## ABOUT THIS TASK
Among the lines below, which ones contain the word "remote"? Copy every such line.

## PROVIDED RECORDS
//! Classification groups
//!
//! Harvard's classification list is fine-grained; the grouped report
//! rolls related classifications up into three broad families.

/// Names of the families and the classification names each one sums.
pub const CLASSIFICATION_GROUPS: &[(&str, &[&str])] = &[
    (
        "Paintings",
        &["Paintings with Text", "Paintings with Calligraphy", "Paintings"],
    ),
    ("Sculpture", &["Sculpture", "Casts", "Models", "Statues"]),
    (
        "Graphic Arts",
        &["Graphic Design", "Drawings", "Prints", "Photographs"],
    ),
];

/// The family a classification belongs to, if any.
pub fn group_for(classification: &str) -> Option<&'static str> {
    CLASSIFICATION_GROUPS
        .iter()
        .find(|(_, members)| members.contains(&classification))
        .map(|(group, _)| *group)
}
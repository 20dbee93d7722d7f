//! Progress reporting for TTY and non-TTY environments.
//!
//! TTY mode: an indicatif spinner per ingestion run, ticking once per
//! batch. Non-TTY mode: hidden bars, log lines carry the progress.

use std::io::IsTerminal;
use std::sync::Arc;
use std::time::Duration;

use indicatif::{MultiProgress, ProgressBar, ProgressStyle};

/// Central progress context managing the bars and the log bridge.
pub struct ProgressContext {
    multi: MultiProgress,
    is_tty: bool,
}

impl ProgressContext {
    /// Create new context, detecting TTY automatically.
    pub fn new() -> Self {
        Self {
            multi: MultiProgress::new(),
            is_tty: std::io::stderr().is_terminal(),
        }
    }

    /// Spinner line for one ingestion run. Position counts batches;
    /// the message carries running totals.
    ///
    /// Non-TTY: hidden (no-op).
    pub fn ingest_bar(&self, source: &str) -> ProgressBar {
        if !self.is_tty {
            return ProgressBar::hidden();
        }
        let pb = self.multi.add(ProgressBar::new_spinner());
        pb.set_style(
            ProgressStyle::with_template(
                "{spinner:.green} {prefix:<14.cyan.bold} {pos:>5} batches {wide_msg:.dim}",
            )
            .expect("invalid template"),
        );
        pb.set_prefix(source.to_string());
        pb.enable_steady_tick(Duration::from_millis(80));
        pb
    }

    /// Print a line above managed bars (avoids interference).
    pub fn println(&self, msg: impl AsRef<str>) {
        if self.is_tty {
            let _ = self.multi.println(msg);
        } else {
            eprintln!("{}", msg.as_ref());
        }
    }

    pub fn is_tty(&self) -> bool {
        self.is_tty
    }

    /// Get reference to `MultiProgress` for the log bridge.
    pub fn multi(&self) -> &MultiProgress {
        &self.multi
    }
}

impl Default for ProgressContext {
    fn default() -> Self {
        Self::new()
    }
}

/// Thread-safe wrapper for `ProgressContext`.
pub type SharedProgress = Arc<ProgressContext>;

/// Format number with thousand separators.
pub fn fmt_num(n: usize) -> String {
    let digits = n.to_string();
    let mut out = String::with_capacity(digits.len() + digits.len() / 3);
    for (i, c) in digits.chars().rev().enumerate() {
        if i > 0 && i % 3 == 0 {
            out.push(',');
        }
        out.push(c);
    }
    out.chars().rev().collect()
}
==
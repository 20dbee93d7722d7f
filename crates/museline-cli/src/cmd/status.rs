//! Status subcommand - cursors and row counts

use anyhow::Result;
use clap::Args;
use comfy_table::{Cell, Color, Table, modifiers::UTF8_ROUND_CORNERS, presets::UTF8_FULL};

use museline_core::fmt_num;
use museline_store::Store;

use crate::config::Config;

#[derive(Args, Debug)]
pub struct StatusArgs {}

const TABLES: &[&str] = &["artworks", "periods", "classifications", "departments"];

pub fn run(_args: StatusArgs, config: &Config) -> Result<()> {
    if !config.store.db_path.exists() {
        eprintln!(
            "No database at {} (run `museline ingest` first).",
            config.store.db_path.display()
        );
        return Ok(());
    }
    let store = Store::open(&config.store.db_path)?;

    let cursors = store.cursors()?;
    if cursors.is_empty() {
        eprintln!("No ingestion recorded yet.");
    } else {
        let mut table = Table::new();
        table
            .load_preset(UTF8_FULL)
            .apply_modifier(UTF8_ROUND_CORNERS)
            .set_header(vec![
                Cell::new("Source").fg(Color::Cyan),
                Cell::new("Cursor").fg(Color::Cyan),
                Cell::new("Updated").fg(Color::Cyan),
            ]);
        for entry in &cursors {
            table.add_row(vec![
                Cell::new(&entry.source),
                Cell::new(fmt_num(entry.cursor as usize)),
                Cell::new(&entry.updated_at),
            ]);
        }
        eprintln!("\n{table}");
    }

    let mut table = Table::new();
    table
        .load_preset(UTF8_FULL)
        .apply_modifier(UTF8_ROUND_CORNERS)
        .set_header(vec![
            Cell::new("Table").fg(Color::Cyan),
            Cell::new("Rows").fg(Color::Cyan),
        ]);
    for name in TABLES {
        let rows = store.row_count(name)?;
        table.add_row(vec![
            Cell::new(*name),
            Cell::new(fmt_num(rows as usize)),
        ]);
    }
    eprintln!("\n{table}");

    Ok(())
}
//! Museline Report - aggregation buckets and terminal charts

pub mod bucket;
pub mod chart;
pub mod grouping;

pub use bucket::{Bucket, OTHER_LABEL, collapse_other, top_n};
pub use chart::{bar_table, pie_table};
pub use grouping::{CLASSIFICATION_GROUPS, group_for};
---
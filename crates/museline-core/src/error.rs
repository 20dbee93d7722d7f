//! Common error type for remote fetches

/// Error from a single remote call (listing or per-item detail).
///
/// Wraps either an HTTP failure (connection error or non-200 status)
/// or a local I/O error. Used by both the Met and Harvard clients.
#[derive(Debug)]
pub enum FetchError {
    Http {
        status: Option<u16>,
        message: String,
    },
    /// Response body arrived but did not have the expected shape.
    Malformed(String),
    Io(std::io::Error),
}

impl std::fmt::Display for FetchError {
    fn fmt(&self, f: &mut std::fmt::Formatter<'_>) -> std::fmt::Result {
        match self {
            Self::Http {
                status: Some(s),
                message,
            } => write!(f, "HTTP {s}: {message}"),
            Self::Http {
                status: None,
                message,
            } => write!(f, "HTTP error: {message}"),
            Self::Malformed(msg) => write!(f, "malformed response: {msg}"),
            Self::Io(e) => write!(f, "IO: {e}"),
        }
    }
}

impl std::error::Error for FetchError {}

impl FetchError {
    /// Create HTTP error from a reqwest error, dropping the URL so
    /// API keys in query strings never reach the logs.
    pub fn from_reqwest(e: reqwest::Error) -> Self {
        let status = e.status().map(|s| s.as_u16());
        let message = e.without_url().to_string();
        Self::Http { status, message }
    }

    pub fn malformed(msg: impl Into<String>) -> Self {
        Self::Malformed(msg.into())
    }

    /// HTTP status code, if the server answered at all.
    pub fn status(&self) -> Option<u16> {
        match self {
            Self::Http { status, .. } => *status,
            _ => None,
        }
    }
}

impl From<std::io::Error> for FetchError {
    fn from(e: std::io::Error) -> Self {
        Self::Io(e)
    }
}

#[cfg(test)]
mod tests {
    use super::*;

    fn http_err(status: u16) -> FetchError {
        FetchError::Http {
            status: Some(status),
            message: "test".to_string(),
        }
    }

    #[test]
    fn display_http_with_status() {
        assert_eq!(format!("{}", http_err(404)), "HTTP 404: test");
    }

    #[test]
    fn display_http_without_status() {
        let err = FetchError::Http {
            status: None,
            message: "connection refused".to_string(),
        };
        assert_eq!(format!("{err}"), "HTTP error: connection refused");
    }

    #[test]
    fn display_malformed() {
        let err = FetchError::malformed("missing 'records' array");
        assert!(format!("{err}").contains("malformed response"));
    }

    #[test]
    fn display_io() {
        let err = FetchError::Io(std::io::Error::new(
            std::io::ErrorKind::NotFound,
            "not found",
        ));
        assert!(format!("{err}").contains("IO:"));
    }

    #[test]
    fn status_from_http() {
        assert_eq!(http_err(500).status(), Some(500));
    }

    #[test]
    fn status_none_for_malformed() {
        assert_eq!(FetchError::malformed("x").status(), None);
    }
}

## SOLUTION TO THE PROBLEM
//! Common error type for remote fetches
/// Error from a single remote call (listing or per-item detail).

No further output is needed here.